Wednesday, May 13, 2009

When you can't afford to use Subversion

A team doing iterative development, and having project data above or around ½ GB, should invest in a fast Configuration Management System.


Let me clarify why:

- iterative development means frequent branching, and frequent branching means frequent download of all data from a branch => fast download is required,

- frequent branching means frequent synchronization between branches => fast and good difference queries are required, and

- a team with a handful or more people updating and committing means many changes => fast update and commit cycles are required.


Why pick on Subversion?

Don't get me wrong, I like Subversion. I think it is doing tremendous benefit worldwide everyday, but some of it strengths are also its limits.

You can work off line with your Subversion checkout, which is cool when traveling around with a laptop. I do so, and I think the ability to add/delete/revert offline is brilliant.

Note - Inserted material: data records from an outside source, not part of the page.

//! Core ODF package access.
//!
//! This module reads the members of an OpenDocument package, either from a
//! ZIP archive or from an extracted directory, and decodes its XML parts.

/// ODF package handling
mod package;
/// ODF XML parts
mod xml;

// Re-export main types for convenience
pub use package::{DirectoryPackage, OdfPackage, Package};
pub use xml::XmlPart;
//! Generic markup node produced by the XML parser.
//!
//! A [`GenericNode`] is either a tagged element (tag name, ordered attributes,
//! ordered children) or a plain text node (empty tag, character data in
//! `text`). Nodes parsed from a source document remember the byte span of
//! their whole subtree so the original markup can be recovered verbatim.

use crate::common::xml::{escape_attribute, escape_text};
use crate::odf::constants::is_text_tag;
use crate::odf::elements::attr_parser::parse_bool_or;
use std::borrow::Cow;
use std::ops::Range;

/// A node of the generic markup tree.
#[derive(Debug, Clone, Default, PartialEq, Eq)]
pub struct GenericNode {
    tag: String,
    attributes: Vec<(String, String)>,
    pub(crate) children: Vec<GenericNode>,
    text: String,
    pub(crate) span: Option<Range<usize>>,
}

impl GenericNode {
    /// Create a new tagged node with no attributes or children.
    pub fn new(tag: impl Into<String>) -> Self {
        Self {
            tag: tag.into(),
            ..Self::default()
        }
    }

    /// Create a plain text node.
    pub fn text_node(text: impl Into<String>) -> Self {
        Self {
            text: text.into(),
            ..Self::default()
        }
    }

    /// Builder-style attribute append.
    pub fn with_attribute(mut self, name: impl Into<String>, value: impl Into<String>) -> Self {
        self.push_attribute(name, value);
        self
    }

    /// Builder-style child append.
    pub fn with_child(mut self, child: GenericNode) -> Self {
        self.children.push(child);
        self
    }

    /// Builder-style direct text content.
    pub fn with_text(mut self, text: impl Into<String>) -> Self {
        self.text = text.into();
        self
    }

    /// Append an attribute, keeping source order.
    pub fn push_attribute(&mut self, name: impl Into<String>, value: impl Into<String>) {
        self.attributes.push((name.into(), value.into()));
    }

    /// Append a child node.
    pub fn push_child(&mut self, child: GenericNode) {
        self.children.push(child);
    }

    /// Raw tag name; empty for text nodes.
    pub fn tag(&self) -> &str {
        &self.tag
    }

    /// Attributes in source order.
    pub fn attributes(&self) -> &[(String, String)] {
        &self.attributes
    }

    /// Child nodes in source order.
    pub fn children(&self) -> &[GenericNode] {
        &self.children
    }

    /// Directly associated text content.
    pub fn text(&self) -> &str {
        &self.text
    }

    /// Whether this is a plain text node (empty tag or the text marker).
    pub fn is_text(&self) -> bool {
        is_text_tag(&self.tag)
    }

    /// Byte range of this node's subtree in the parsed source, if known.
    pub fn span(&self) -> Option<&Range<usize>> {
        self.span.as_ref()
    }

    /// Get attribute value by exact name.
    pub fn get_attribute(&self, name: &str) -> Option<&str> {
        self.attributes
            .iter()
            .find(|(key, _)| key == name)
            .map(|(_, value)| value.as_str())
    }

    /// Get boolean attribute value, falling back to `default` when the
    /// attribute is absent or unparseable.
    pub fn get_bool_attribute(&self, name: &str, default: bool) -> bool {
        parse_bool_or(self.get_attribute(name), default)
    }

    /// Depth-first, pre-order search for the first node (this one included)
    /// with the given tag.
    pub fn find(&self, tag: &str) -> Option<&GenericNode> {
        if self.tag == tag {
            return Some(self);
        }
        self.children.iter().find_map(|child| child.find(tag))
    }

    /// Concatenated text of this node and all descendants.
    pub fn text_recursive(&self) -> String {
        let mut text = self.text.clone();
        for child in &self.children {
            text.push_str(&child.text_recursive());
        }
        text
    }

    /// Serialized form of the whole subtree.
    ///
    /// Returns the exact source substring when the node was parsed from
    /// `source`, otherwise a canonical serialization of the node's fields.
    pub fn outer_markup<'a>(&'a self, source: Option<&'a str>) -> Cow<'a, str> {
        match (&self.span, source) {
            (Some(span), Some(source)) => match source.get(span.clone()) {
                Some(slice) => Cow::Borrowed(slice),
                None => Cow::Owned(self.to_xml_string()),
            },
            _ => Cow::Owned(self.to_xml_string()),
        }
    }

    /// Serialize node to XML string
    pub fn to_xml_string(&self) -> String {
        let mut xml = String::with_capacity(self.estimated_xml_len());
        self.write_xml(&mut xml);
        xml
    }

    fn estimated_xml_len(&self) -> usize {
        if self.is_text() {
            return self.text.len() + 8;
        }

        let mut len = 1 + self.tag.len();
        for (key, value) in &self.attributes {
            len += key.len() + value.len() + 12;
        }

        if self.children.is_empty() && self.text.is_empty() {
            return len + 2;
        }

        len += 1 + self.text.len();
        for child in &self.children {
            len += child.estimated_xml_len();
        }
        len + 3 + self.tag.len()
    }

    fn write_xml(&self, output: &mut String) {
        if self.is_text() {
            output.push_str(&escape_text(&self.text));
            return;
        }

        // Opening tag
        output.push('<');
        output.push_str(&self.tag);
        for (key, value) in &self.attributes {
            output.push(' ');
            output.push_str(key);
            output.push_str("=\"");
            output.push_str(&escape_attribute(value));
            output.push('"');
        }

        if self.children.is_empty() && self.text.is_empty() {
            output.push_str("/>");
            return;
        }
        output.push('>');

        if !self.text.is_empty() {
            output.push_str(&escape_text(&self.text));
        }
        for child in &self.children {
            child.write_xml(output);
        }

        // Closing tag
        output.push_str("</");
        output.push_str(&self.tag);
        output.push('>');
    }
}

#[cfg(test)]
mod tests {
    use super::*;

    #[test]
    fn test_text_node() {
        let node = GenericNode::text_node("hello");
        assert!(node.is_text());
        assert_eq!(node.tag(), "");
        assert_eq!(node.text(), "hello");
        assert!(GenericNode::new("text").is_text());
        assert!(!GenericNode::new("text:p").is_text());
    }

    #[test]
    fn test_attribute_order_and_lookup() {
        let node = GenericNode::new("text:p")
            .with_attribute("b", "2")
            .with_attribute("a", "1");
        let names: Vec<&str> = node.attributes().iter().map(|(k, _)| k.as_str()).collect();
        assert_eq!(names, ["b", "a"]);
        assert_eq!(node.get_attribute("a"), Some("1"));
        assert_eq!(node.get_attribute("A"), None);
    }

    #[test]
    fn test_bool_attribute_fail_safe() {
        let node = GenericNode::new("office:text")
            .with_attribute("text:global", "true")
            .with_attribute("text:use-soft-page-breaks", "maybe");
        assert!(node.get_bool_attribute("text:global", false));
        assert!(!node.get_bool_attribute("text:use-soft-page-breaks", false));
        assert!(node.get_bool_attribute("text:use-soft-page-breaks", true));
        assert!(!node.get_bool_attribute("missing", false));
    }

    #[test]
    fn test_find_is_pre_order() {
        let tree = GenericNode::new("root")
            .with_child(GenericNode::new("a").with_child(GenericNode::new("target").with_attribute("n", "1")))
            .with_child(GenericNode::new("target").with_attribute("n", "2"));
        assert_eq!(tree.find("target").and_then(|n| n.get_attribute("n")), Some("1"));
        assert!(tree.find("root").is_some());
        assert!(tree.find("missing").is_none());
    }

    #[test]
    fn test_to_xml_string() {
        let node = GenericNode::new("text:span")
            .with_attribute("text:style-name", "T\"1\"")
            .with_child(GenericNode::text_node("a < b"))
            .with_child(GenericNode::new("text:s"));
        assert_eq!(
            node.to_xml_string(),
            "<text:span text:style-name=\"T&quot;1&quot;\">a &lt; b<text:s/></text:span>"
        );
    }

    #[test]
    fn test_outer_markup_prefers_source_span() {
        let source = "<a  x='1'><b/></a>";
        let mut node = GenericNode::new("a").with_attribute("x", "1");
        node.span = Some(0..source.len());
        assert_eq!(node.outer_markup(Some(source)), source);
        assert_eq!(node.outer_markup(None), "<a x=\"1\"/>");

        node.span = Some(0..500);
        assert_eq!(node.outer_markup(Some(source)), "<a x=\"1\"/>");
    }
}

However, this is only possible because of the .svn folders that are created on your hard drive (when doing a checkout) and the algorithms in your subversion client.

In this design decision resides a clever approach - but alas - also a scaling problem.


What Subversion scaling problems?

- .svn folders are created per data folder => each data folder needs to be traversed by the Subversion client algorithm (on the client computer) and synchronized with a server,

- each .svn folder contains a .svn/text-base folder with a server copy of all files in your data folder => the Subversion client copies server data to the client computer, and syncs against this,

This is essential delegation of CMS server work to a client pc, which is clever, but comes at a price. The price is data duplication and added processing time.


Yeah, but with todays PC's?

In 3 years I worked with project data ranging from ½ GB to 2 GB using Perforce; a costly - but fast - CMS that did its job.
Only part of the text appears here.